Higher-level routines that use FSM pages access them through the set_avail()
and search_avail() functions. The interface to those functions hides the
page's internal tree structure, treating the FSM page as a black box that has
a certain number of "slots" for storing free space information.  (However,
the higher routines have to be aware of the tree structure of the whole map.)

The binary tree is stored on each FSM page as an array. Because the page
header takes some space on a page, the binary tree isn't perfect. That is,
a few right-most leaf nodes are missing, and there are some useless non-leaf
nodes at the right. So the tree looks something like this:

       0
   1       2
 3   4   5   6
7 8 9 A B

where the numbers denote each node's position in the array.  Note that the
tree is guaranteed complete above the leaf level; only some leaf nodes are
missing.  This is reflected in the number of usable "slots" per page not
being an exact power of 2.

A FSM page also has a "next" pointer that determines where to start the next
search for free space within that page.  The reason for that is to spread out
the pages that are returned by FSM searches.  When several backends are
concurrently inserting into a relation, contention can be avoided by having
them insert into different pages.  The FSM is responsible for making that
happen, and the "next" pointer helps provide the desired behavior.

Higher-level structure
----------------------

To scale up the data structure described above beyond a single page, we
maintain a similar tree-structure across pages. Leaf nodes in higher level
pages correspond to lower level FSM pages. The root node within each page
has the same value as the corresponding leaf node on its parent page.
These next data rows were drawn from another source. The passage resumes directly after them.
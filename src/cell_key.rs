//! CellKey：N 维坐标元组
//!
//! 每个轴一个非负序号。0–4 维用定长数组内联存储（避免堆分配），
//! 更高维度退化为 `Many(Box<[usize]>)`。维度在构造时确定，之后不变。
//!
//! ```text
//!   axes = {2, 5, 10}     multipliers = {50, 10, 1}
//!   CellKey(2, 3, 4).offset(multipliers) = 2*50 + 3*10 + 4*1 = 134
//! ```
//!
//! 相等 / 哈希按序号元组结构化比较，与内部选用哪种变体无关。

use std::fmt;
use std::hash::{Hash, Hasher};
use crate::common::{OlapError, Result};

#[derive(Clone)]
pub enum CellKey {
    Zero,
    One([usize; 1]),
    Two([usize; 2]),
    Three([usize; 3]),
    Four([usize; 4]),
    Many(Box<[usize]>),
}

impl CellKey {
    // ── 构造 ──────────────────────────────────────────────────────────────────

    /// 全 0 的 key，按维度选择变体
    pub fn new(size: usize) -> Self {
        match size {
            0 => Self::Zero,
            1 => Self::One([0; 1]),
            2 => Self::Two([0; 2]),
            3 => Self::Three([0; 3]),
            4 => Self::Four([0; 4]),
            n => Self::Many(vec![0; n].into_boxed_slice()),
        }
    }

    pub fn from_ordinals(ordinals: &[usize]) -> Self {
        match *ordinals {
            []               => Self::Zero,
            [a]              => Self::One([a]),
            [a, b]           => Self::Two([a, b]),
            [a, b, c]        => Self::Three([a, b, c]),
            [a, b, c, d]     => Self::Four([a, b, c, d]),
            _                => Self::Many(ordinals.into()),
        }
    }

    /// 强制使用通用变体（任意维度）
    pub fn many(ordinals: &[usize]) -> Self {
        Self::Many(ordinals.into())
    }

    // ── 访问 ──────────────────────────────────────────────────────────────────

    pub fn ordinals(&self) -> &[usize] {
        match self {
            Self::Zero     => &[],
            Self::One(a)   => a,
            Self::Two(a)   => a,
            Self::Three(a) => a,
            Self::Four(a)  => a,
            Self::Many(a)  => a,
        }
    }

    fn ordinals_mut(&mut self) -> &mut [usize] {
        match self {
            Self::Zero     => &mut [],
            Self::One(a)   => a,
            Self::Two(a)   => a,
            Self::Three(a) => a,
            Self::Four(a)  => a,
            Self::Many(a)  => a,
        }
    }

    pub fn size(&self) -> usize { self.ordinals().len() }

    /// # Panics
    /// `axis >= size()`
    pub fn axis(&self, axis: usize) -> usize {
        let size = self.size();
        *self.ordinals().get(axis)
            .unwrap_or_else(|| panic!("axis {axis} out of bounds for CellKey of size {size}"))
    }

    /// # Panics
    /// `axis >= size()`
    pub fn set_axis(&mut self, axis: usize, value: usize) {
        let size = self.size();
        let slot = self.ordinals_mut().get_mut(axis)
            .unwrap_or_else(|| panic!("axis {axis} out of bounds for CellKey of size {size}"));
        *slot = value;
    }

    /// # Panics
    /// `ordinals.len() != size()`
    pub fn set_ordinals(&mut self, ordinals: &[usize]) {
        if let Err(e) = self.try_set_ordinals(ordinals) {
            panic!("{e}");
        }
    }

    pub fn try_set_ordinals(&mut self, ordinals: &[usize]) -> Result<()> {
        if ordinals.len() != self.size() {
            return Err(OlapError::ContractViolation(format!(
                "CellKey of size {} cannot take {} ordinals", self.size(), ordinals.len(),
            )));
        }
        self.ordinals_mut().copy_from_slice(ordinals);
        Ok(())
    }

    /// Σ ordinal[i] * multipliers[i]；调用方保证 `multipliers.len() >= size()`
    pub fn offset(&self, multipliers: &[usize]) -> usize {
        match self {
            Self::Zero     => 0,
            Self::One(a)   => a[0] * multipliers[0],
            Self::Two(a)   => a[0] * multipliers[0] + a[1] * multipliers[1],
            Self::Three(a) => a[0] * multipliers[0] + a[1] * multipliers[1] + a[2] * multipliers[2],
            Self::Four(a)  => {
                a[0] * multipliers[0] + a[1] * multipliers[1]
                    + a[2] * multipliers[2] + a[3] * multipliers[3]
            }
            Self::Many(a)  => a.iter().zip(multipliers).map(|(o, m)| o * m).sum(),
        }
    }
}

impl PartialEq for CellKey {
    fn eq(&self, other: &Self) -> bool { self.ordinals() == other.ordinals() }
}

impl Eq for CellKey {}

impl Hash for CellKey {
    fn hash<H: Hasher>(&self, state: &mut H) { self.ordinals().hash(state); }
}

impl fmt::Display for CellKey {
    fn fmt(&self, f: &mut fmt::Formatter<'_>) -> fmt::Result {
        write!(f, "(")?;
        for (i, o) in self.ordinals().iter().enumerate() {
            if i > 0 {
                write!(f, ", ")?;
            }
            write!(f, "{o}")?;
        }
        write!(f, ")")
    }
}

impl fmt::Debug for CellKey {
    fn fmt(&self, f: &mut fmt::Formatter<'_>) -> fmt::Result {
        write!(f, "CellKey{self}")
    }
}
The root page is always stored at physical block 0.

For example, assuming each FSM page can hold information about 4 pages (in
reality, it holds (BLCKSZ - headers) / 2, or ~4000 with default BLCKSZ),
we get a disk layout like this:

 0     <-- page 0 at level 2 (root page)
  0     <-- page 0 at level 1
   0     <-- page 0 at level 0
   1     <-- page 1 at level 0
   2     <-- ...
   3
  1     <-- page 1 at level 1
   4
   5
   6
   7
  2
   8
   9
   10
   11
  3
   12
   13
   14
   15

where the numbers are page numbers *at that level*, starting from 0.

To find the physical block # corresponding to leaf page n, we need to
calculate

(number of preceding leaf pages) + (number of preceding upper level pages).
This turns out to be

y = n + (n / F + 1) + (n / F^2 + 1) + ... + 1

where F is the fanout (4 in the above example).

>From that, you can figure out the formulas for finding a given child page of
an upper-level page, or the parent of a page (XXX: fill in details)

To keep things simple, the tree is always constant height. To cover the
maximum relation size of 2^32 blocks, three levels is enough with the default
BLCKSZ (4000^3 > 2^32).

Addressing
----------

The higher-level routines operate on "logical" addresses, consisting of
- level,
- logical page number, and
- slot (if applicable)

Bottom level FSM pages have level of 0, the level above that 1, and root 2.
As in the diagram above, logical page number is the page number at that level,
starting from 0.

Locking
-------

When traversing down to search for free space, only one page is locked at a
time: the parent page is released before locking the child. If the child page
is concurrently modified, and there no longer is free space on the child page
when you land on it, you need to start from scratch (after correcting the
parent page, so that you don't get into an infinite loop).

When bubbling up a change, the parent page is locked before the lock on the
child is released. This ensures that the value at the root node of the child
page is always in sync with the corresponding leaf node on the parent.

We use shared buffer locks when searching, but exclusive buffer lock when
updating a page.  However, the "next" search pointer is updated during
searches even though we have only a shared lock.  "next" is just a hint and
we can easily reset it if it gets corrupted; so it seems better to accept
some risk of that type than to pay the overhead of exclusive locking.


TODO
----

- fastroot to avoid traversing upper nodes with just 1 child
- use a different system for tables that fit into one FSM page, with a
  mechanism to switch to the real thing as it grows.